Potiphar and His Wife

By Mary Jane Chaignot

Categories: Jacob, Men in the Old Testament

  • Potiphar is only mentioned in 2 chapters in Genesis.
  • His name in Hebrew is a shortened version of Potiphera, which means “he whom Ra gave.” A modern interpretation might say, “He is God’s gift.”
  • After Joseph’s brothers sell him to the Midianites, they take him down to Egypt.
  • Potiphar buys Joseph as a household slave.
  • He has a good job as the “captain of the palace guard” and can afford to buy a good slave.
  • Potiphar’s duties most likely include supervising the guards and leading them during the procession for an execution.
  • In order for him to do his work outside the home, he needs the services of a trustworthy slave to manage his household.
  • Clearly, Joseph supplies that need.
  • Potiphar sees “that the Lord is with him and that the Lord gives him success in everything he does.”
  • That success trickles down and the “blessing of the Lord is on all that Potiphar has, in house and field.”
  • Potiphar is blessed because of Joseph.
  • Potiphar soon makes Joseph head of his household.
  • Potiphar entrusts Joseph with everything.
  • His only concern is the food that he eats.
  • Unfortunately, Potiphar’s wife is also enamored with Joseph.
  • According to the Quran, her name is Zuleika.
  • It probably means something like “brilliant beauty or lovely.”
  • Joseph is also described as “handsome and good-looking,” and one day she asks him to go to bed with her.
  • Joseph refuses, using a word that suggests the decision is difficult.
  • He says, “Look, with me here, my master has no concern about anything in the house, and he has put everything that he has in my hand. He is not greater in this house than I am, nor has he kept back anything from me except yourself, because you are his wife.
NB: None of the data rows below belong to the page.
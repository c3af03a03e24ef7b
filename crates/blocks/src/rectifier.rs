//! Leaky rectified linear unit

use sgnsim_fixed_point::{Fixed, FixedFormat};
use sgnsim_kernel::{CombContext, Combinational, Result, Signal, SignalId};

/// Rectifier value and slope at `x`.
///
/// `x > 0` passes through with slope 1; anything else, including exactly 0,
/// is scaled by `leaky` and has slope `leaky`.
pub fn leaky_relu(x: Fixed, leaky: Fixed, format: FixedFormat) -> (Fixed, Fixed) {
    if x.is_positive() {
        (x.requantize(format), Fixed::one(format))
    } else {
        (leaky.mul(x, format), leaky.requantize(format))
    }
}

/// Combinational leaky rectifier with a derivative output
pub struct Rectifier {
    name: String,
    x: Signal<Fixed>,
    y: Signal<Fixed>,
    dy: Signal<Fixed>,
    leaky: Fixed,
    format: FixedFormat,
}

impl Rectifier {
    pub fn new(
        name: impl Into<String>,
        x: Signal<Fixed>,
        y: Signal<Fixed>,
        dy: Signal<Fixed>,
        leaky_val: f64,
        format: FixedFormat,
    ) -> Result<Self> {
        Ok(Self {
            name: name.into(),
            x,
            y,
            dy,
            leaky: Fixed::from_f64(leaky_val, format)?,
            format,
        })
    }
}

impl Combinational for Rectifier {
    fn name(&self) -> &str {
        &self.name
    }

    fn inputs(&self) -> Vec<SignalId> {
        vec![self.x.id()]
    }

    fn outputs(&self) -> Vec<SignalId> {
        vec![self.y.id(), self.dy.id()]
    }

    fn evaluate(&mut self, ctx: &mut CombContext<'_>) -> Result<()> {
        let x = ctx.get(self.x)?;
        let (y, dy) = leaky_relu(x, self.leaky, self.format);
        ctx.drive(self.y, y)?;
        ctx.drive(self.dy, dy)
    }
}

#[cfg(test)]
mod tests {
    use super::*;
    use sgnsim_kernel::{Netlist, Process, Resume, TaskContext, Wait};

    fn q8() -> FixedFormat {
        FixedFormat::new(-128.0, 128.0, 2f64.powi(-8)).unwrap()
    }

    #[test]
    fn test_zero_takes_leaky_branch() {
        let fmt = q8();
        let leaky = Fixed::from_f64(0.01, fmt).unwrap();
        let (y, dy) = leaky_relu(Fixed::zero(fmt), leaky, fmt);
        assert!(y.is_zero());
        assert_eq!(dy, leaky);
        assert_eq!(dy.raw(), 3);
    }

    #[test]
    fn test_plain_relu_without_leak() {
        let fmt = q8();
        let leaky = Fixed::zero(fmt);
        let (y, dy) = leaky_relu(Fixed::from_f64(-3.5, fmt).unwrap(), leaky, fmt);
        assert!(y.is_zero());
        assert!(dy.is_zero());
    }

    /// Sweeps x through `step * i - step * n / 2` and records (x, y, dy)
    struct Sweep {
        x: Signal<Fixed>,
        y: Signal<Fixed>,
        dy: Signal<Fixed>,
        i: usize,
        n: usize,
        seen: std::rc::Rc<std::cell::RefCell<Vec<(f64, f64, f64)>>>,
    }

    impl Process for Sweep {
        fn name(&self) -> &str {
            "sweep"
        }

        fn resume(&mut self, ctx: &mut TaskContext<'_>, reason: Resume) -> Result<Wait> {
            if reason != Resume::Start {
                self.seen.borrow_mut().push((
                    ctx.get(self.x)?.to_f64(),
                    ctx.get(self.y)?.to_f64(),
                    ctx.get(self.dy)?.to_f64(),
                ));
            }
            if self.i == self.n {
                return Ok(Wait::Done);
            }
            let v = 0.5 * self.i as f64 - 0.5 * self.n as f64 / 2.0;
            ctx.set(self.x, Fixed::from_f64(v, q8())?)?;
            self.i += 1;
            Ok(Wait::delay(10))
        }
    }

    #[test]
    fn test_sweep_through_zero() {
        let fmt = q8();
        let seen = std::rc::Rc::new(std::cell::RefCell::new(Vec::new()));
        let mut net = Netlist::new();
        let x = net.signal("x", Fixed::zero(fmt));
        let y = net.signal("y", Fixed::zero(fmt));
        let dy = net.signal("dy", Fixed::zero(fmt));
        net.add_block(Rectifier::new("relu", x, y, dy, 0.01, fmt).unwrap());
        net.spawn(Sweep {
            x,
            y,
            dy,
            i: 0,
            n: 10,
            seen: seen.clone(),
        });
        net.build().unwrap().run().unwrap();

        let leaky = 3.0 / 256.0;
        let seen = seen.borrow();
        assert_eq!(seen.len(), 10);
        for &(x, y, dy) in seen.iter() {
            if x > 0.0 {
                assert_eq!(y, x);
                assert_eq!(dy, 1.0);
            } else {
                let expected = Fixed::from_f64(leaky * x, fmt).unwrap().to_f64();
                assert_eq!(y, expected, "x = {}", x);
                assert_eq!(dy, leaky);
            }
        }
        // The sweep covers -2.5 ..= 2.0, including 0
        assert!(seen.iter().any(|&(x, _, _)| x == 0.0));
    }
}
How then could I do this great wickedness, and sin against God?”
  • It suggests that his high regard for Potiphar is a big factor in his decision. Scholars have wondered if the outcome would have been different if he had less regard for Potiphar.
  • Potiphar’s wife, however, “speaks to Joseph every day” hoping to convince him otherwise.
  • One day he is alone with her in the house. She catches hold of his garment insisting that he “lie” with her.
  • Joseph gets away and leaves her holding his garment in her hands.
  • She then calls out to the members of the household and accuses Joseph of attacking her saying, “My husband has brought among us a Hebrew to insult us!”
  • Her use of the word “us” is an attempt to garner their support against Joseph.
  • She claims she started screaming, and that’s when Joseph fled outside.
  • When Potiphar hears her story, he becomes enraged.
  • Though many scholars think the punishment should have been immediate death, Potiphar takes Joseph and puts him in a prison for officials.
  • Some have suggested that perhaps Potiphar doubts his wife’s account.
  • Even in prison, the Lord is with Joseph, and the prison’s commander soon puts him in charge.
  • The incident with Potiphar’s wife sets up the rest of the Joseph story and leads to his encounter with Pharaoh.
  • Altogether, Joseph spends 13 years in Egypt before he is elevated to second-in-command by Pharaoh. During some of that time, he is imprisoned, but the rest of it is spent in Potiphar’s house.
  • After Pharaoh appoints him overlord of Egypt, Joseph marries Asenath, the daughter of Potiphera, priest of On. Some scholars think this could be the same person as Potiphar. If that is the case, then Joseph marries the daughter of the woman who has accused him.
  • While it would force Potiphar and his wife to embrace Joseph as a son-in-law, there is really nothing in other biblical writings to support this one way or the other.
  • There is no further information about Potiphar or his wife.